(Records from a data source)
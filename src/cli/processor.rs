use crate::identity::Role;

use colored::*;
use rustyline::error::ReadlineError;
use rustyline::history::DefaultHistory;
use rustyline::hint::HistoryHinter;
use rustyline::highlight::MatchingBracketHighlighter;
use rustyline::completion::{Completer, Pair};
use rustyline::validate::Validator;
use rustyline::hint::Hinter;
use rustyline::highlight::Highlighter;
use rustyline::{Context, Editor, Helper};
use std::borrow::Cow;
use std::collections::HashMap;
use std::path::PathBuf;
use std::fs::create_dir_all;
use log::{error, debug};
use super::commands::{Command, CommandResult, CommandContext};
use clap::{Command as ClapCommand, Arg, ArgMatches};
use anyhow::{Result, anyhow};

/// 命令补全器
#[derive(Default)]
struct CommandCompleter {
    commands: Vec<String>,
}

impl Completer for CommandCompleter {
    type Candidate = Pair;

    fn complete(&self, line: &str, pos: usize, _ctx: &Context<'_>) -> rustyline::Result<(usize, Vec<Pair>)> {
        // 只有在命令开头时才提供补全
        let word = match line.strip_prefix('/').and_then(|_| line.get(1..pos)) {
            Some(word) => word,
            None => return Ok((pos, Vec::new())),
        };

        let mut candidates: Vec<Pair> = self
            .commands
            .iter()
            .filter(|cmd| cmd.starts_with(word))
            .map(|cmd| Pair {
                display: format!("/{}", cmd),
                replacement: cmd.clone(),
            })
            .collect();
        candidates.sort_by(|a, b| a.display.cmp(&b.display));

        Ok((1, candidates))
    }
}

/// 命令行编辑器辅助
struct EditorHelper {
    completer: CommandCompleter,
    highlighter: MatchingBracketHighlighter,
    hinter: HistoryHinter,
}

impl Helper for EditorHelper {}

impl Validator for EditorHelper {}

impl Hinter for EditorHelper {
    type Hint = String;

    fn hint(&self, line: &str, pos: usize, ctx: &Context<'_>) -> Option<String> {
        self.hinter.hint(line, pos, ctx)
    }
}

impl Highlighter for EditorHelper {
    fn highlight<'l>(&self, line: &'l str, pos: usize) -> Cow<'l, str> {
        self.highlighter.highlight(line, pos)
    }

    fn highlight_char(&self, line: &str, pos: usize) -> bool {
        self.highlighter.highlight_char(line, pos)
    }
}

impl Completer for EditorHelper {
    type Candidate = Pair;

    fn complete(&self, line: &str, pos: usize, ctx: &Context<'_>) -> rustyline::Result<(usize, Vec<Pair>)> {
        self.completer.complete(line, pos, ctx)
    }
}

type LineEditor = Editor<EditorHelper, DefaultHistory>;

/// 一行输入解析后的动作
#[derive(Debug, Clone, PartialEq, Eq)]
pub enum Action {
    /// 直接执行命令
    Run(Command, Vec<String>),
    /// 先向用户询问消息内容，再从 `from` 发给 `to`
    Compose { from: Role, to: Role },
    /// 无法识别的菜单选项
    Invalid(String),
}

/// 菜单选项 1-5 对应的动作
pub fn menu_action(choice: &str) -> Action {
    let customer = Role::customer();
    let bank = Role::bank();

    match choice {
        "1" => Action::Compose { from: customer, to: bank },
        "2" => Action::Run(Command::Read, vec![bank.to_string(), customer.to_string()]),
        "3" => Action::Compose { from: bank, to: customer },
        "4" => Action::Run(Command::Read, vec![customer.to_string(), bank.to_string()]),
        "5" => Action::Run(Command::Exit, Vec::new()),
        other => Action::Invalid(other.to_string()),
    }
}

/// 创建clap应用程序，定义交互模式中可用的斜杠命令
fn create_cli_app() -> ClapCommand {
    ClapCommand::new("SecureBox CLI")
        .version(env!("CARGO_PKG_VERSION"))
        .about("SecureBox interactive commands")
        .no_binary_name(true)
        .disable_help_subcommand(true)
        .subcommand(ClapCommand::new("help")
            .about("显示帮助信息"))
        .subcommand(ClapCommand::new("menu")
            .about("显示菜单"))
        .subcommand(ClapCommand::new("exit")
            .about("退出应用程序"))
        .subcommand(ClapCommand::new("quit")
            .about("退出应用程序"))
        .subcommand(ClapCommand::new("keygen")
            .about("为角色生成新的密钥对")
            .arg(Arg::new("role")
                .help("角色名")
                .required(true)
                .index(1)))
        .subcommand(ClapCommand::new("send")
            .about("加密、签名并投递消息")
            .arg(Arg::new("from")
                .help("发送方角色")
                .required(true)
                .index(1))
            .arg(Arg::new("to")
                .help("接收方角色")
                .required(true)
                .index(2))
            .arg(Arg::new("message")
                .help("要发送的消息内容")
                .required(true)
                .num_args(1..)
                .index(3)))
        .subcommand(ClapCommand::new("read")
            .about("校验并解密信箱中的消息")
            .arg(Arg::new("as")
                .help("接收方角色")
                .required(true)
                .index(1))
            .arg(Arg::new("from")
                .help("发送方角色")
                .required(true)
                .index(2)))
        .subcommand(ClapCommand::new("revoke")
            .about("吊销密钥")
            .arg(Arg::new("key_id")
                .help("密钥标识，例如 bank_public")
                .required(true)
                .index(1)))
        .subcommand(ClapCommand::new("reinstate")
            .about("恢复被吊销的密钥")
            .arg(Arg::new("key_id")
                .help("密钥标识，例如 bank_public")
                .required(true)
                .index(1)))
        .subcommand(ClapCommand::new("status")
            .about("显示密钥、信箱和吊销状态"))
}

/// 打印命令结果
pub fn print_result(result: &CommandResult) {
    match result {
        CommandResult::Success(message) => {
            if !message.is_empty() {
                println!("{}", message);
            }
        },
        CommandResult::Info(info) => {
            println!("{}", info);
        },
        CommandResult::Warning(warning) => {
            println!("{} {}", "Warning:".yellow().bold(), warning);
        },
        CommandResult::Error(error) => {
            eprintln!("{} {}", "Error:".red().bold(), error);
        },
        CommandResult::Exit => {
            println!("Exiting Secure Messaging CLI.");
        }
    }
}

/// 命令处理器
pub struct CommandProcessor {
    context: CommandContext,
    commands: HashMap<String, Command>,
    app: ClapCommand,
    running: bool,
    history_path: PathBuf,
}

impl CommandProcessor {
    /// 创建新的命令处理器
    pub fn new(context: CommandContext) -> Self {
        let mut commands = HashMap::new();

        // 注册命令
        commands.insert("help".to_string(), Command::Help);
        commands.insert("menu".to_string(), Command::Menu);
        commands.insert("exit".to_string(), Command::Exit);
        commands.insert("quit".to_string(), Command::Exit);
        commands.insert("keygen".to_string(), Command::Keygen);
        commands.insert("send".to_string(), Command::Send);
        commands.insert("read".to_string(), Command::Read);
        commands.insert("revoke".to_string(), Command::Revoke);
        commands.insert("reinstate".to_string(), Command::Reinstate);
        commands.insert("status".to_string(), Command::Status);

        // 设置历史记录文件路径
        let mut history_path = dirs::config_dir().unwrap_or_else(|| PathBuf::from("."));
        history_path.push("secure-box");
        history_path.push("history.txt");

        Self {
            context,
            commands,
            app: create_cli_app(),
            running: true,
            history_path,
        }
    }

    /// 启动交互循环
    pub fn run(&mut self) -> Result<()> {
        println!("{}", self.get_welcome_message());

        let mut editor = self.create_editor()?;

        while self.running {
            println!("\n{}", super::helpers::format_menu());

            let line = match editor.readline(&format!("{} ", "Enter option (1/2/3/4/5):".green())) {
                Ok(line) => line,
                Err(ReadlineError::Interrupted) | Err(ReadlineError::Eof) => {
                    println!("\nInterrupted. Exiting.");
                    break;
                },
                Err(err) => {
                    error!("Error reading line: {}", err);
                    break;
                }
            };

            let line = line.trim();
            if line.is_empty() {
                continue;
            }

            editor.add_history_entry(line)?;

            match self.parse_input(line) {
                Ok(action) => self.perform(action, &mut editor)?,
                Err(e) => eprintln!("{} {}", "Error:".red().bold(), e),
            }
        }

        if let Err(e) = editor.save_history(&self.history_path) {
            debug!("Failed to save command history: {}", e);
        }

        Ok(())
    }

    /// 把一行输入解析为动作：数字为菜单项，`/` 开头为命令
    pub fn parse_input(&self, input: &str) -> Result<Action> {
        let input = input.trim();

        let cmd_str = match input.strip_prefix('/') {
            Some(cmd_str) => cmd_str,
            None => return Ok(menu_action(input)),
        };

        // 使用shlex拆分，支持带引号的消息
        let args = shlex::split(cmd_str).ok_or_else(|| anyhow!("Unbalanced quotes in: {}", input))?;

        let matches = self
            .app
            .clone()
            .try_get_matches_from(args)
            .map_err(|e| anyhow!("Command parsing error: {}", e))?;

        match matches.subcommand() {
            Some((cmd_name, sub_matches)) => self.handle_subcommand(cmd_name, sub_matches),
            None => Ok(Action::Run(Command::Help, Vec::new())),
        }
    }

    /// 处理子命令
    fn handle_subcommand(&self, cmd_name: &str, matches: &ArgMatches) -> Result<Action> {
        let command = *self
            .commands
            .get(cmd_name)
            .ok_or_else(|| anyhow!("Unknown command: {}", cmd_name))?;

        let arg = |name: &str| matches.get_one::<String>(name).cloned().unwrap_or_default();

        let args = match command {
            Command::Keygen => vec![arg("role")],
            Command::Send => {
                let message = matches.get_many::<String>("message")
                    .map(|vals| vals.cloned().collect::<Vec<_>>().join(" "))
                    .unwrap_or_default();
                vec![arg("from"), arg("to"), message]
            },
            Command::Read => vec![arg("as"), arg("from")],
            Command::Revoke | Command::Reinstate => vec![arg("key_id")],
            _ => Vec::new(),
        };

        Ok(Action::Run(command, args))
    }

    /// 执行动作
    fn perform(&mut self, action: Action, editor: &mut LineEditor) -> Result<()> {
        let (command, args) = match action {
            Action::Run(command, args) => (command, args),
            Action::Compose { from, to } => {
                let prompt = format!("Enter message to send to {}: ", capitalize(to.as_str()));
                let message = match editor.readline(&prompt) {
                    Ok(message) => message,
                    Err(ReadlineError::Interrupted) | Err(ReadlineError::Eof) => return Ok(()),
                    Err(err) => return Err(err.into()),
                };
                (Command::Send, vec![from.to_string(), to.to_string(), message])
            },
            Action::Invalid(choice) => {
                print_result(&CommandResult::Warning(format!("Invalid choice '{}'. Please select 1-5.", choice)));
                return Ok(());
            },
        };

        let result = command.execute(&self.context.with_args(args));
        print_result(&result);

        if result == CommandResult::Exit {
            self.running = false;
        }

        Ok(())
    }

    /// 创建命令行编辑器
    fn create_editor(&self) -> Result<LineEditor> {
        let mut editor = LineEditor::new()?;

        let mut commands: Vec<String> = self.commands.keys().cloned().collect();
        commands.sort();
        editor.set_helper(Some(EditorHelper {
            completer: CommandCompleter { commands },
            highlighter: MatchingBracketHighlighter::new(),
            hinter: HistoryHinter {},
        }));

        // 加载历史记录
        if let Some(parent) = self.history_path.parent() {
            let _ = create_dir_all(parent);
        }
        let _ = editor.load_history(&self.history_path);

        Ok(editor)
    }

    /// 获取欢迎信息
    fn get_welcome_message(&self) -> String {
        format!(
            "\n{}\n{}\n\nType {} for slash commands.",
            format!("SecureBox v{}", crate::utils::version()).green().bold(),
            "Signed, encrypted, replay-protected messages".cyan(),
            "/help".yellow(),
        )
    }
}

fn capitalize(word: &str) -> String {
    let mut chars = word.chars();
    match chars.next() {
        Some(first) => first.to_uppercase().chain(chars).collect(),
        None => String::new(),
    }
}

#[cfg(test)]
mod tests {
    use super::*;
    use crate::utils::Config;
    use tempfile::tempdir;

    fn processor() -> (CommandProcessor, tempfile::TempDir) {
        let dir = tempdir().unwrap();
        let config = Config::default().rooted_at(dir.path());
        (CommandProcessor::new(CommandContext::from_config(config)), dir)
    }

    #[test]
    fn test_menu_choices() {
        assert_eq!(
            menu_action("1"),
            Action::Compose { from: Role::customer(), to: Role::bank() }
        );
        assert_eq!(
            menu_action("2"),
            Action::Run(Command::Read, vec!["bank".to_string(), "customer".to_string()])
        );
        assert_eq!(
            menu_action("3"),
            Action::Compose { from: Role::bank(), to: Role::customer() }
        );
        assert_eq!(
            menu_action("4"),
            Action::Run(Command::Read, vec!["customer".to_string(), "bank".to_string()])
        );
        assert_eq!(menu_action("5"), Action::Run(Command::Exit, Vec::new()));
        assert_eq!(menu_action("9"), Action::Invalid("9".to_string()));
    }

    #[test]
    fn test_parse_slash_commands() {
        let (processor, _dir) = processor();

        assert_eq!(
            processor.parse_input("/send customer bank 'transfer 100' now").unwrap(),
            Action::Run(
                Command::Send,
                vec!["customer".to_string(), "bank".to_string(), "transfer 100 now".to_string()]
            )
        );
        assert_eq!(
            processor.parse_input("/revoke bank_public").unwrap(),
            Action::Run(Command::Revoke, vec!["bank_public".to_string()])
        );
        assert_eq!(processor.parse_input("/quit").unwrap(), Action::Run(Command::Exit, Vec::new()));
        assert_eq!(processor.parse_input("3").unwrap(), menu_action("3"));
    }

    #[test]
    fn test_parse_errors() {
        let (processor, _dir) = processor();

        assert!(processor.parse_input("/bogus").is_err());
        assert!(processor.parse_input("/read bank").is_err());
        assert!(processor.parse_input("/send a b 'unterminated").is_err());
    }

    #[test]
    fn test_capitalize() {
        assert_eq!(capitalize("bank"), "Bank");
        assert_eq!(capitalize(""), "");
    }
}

== EXERCISE ==
Give the count of lines in the data that contain the word "CommandCompleter", and write nothing besides it.

== RESULT ==
4